(TASK INSTRUCTIONS) The answer is the full set of records below, transcribed exactly.

____ LISTED ENTRIES

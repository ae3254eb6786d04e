// Shared goal claims for cooperating agents
//
// One board per episode, created by whoever drives the agents and handed to
// every decision call. Claims are soft hints: two agents can briefly hold the
// same goal when one reaches and releases it in the same tick another plans
// toward it. Nothing here is a mutual-exclusion guarantee.

use parking_lot::Mutex;
use std::collections::HashSet;
use std::hash::Hash;
use std::sync::Arc;

/// Cloneable handle to a single shared set of claimed goals
#[derive(Debug)]
pub struct ClaimBoard<P> {
    goals: Arc<Mutex<HashSet<P>>>,
}

impl<P> Clone for ClaimBoard<P> {
    fn clone(&self) -> Self {
        ClaimBoard {
            goals: Arc::clone(&self.goals),
        }
    }
}

impl<P: Eq + Hash + Clone> ClaimBoard<P> {
    pub fn new() -> Self {
        ClaimBoard {
            goals: Arc::new(Mutex::new(HashSet::new())),
        }
    }

    /// Records `goal` as targeted; returns false if it was already claimed
    pub fn claim(&self, goal: P) -> bool {
        self.goals.lock().insert(goal)
    }

    /// Drops the claim on `goal`; returns false if nobody held it
    pub fn release(&self, goal: &P) -> bool {
        self.goals.lock().remove(goal)
    }

    pub fn contains(&self, goal: &P) -> bool {
        self.goals.lock().contains(goal)
    }

    pub fn len(&self) -> usize {
        self.goals.lock().len()
    }

    pub fn is_empty(&self) -> bool {
        self.goals.lock().is_empty()
    }

    /// Copy of the current claims, for use as a search exclusion set
    pub fn snapshot(&self) -> HashSet<P> {
        self.goals.lock().clone()
    }

    pub fn clear(&self) {
        self.goals.lock().clear();
    }
}

impl<P: Eq + Hash + Clone> Default for ClaimBoard<P> {
    fn default() -> Self {
        ClaimBoard::new()
    }
}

________

(PROBLEM SOLUTION)
repository ae3254eb6786d04e
// Shared goal claims for cooperating agents
//
// One board per episode, created by whoever drives the agents and handed to
// every decision call. Claims are soft hints: two agents can briefly hold the
// same goal when one reaches and releases it in the same tick another plans
// toward it. Nothing here is a mutual-exclusion guarantee.

use parking_lot::Mutex;
use std::collections::HashSet;
use std::hash::Hash;
use std::sync::Arc;

/// Cloneable handle to a single shared set of claimed goals
#[derive(Debug)]
pub struct ClaimBoard<P> {
    goals: Arc<Mutex<HashSet<P>>>,
}

impl<P> Clone for ClaimBoard<P> {
    fn clone(&self) -> Self {
        ClaimBoard {
            goals: Arc::clone(&self.goals),
        }
    }
}

impl<P: Eq + Hash + Clone> ClaimBoard<P> {
    pub fn new() -> Self {
        ClaimBoard {
            goals: Arc::new(Mutex::new(HashSet::new())),
        }
    }

    /// Records `goal` as targeted; returns false if it was already claimed
    pub fn claim(&self, goal: P) -> bool {
        self.goals.lock().insert(goal)
    }

    /// Drops the claim on `goal`; returns false if nobody held it
    pub fn release(&self, goal: &P) -> bool {
        self.goals.lock().remove(goal)
    }

    pub fn contains(&self, goal: &P) -> bool {
        self.goals.lock().contains(goal)
    }

    pub fn len(&self) -> usize {
        self.goals.lock().len()
    }

    pub fn is_empty(&self) -> bool {
        self.goals.lock().is_empty()
    }

    /// Copy of the current claims, for use as a search exclusion set
    pub fn snapshot(&self) -> HashSet<P> {
        self.goals.lock().clone()
    }

    pub fn clear(&self) {
        self.goals.lock().clear();
    }
}

impl<P: Eq + Hash + Clone> Default for ClaimBoard<P> {
    fn default() -> Self {
        ClaimBoard::new()
    }
}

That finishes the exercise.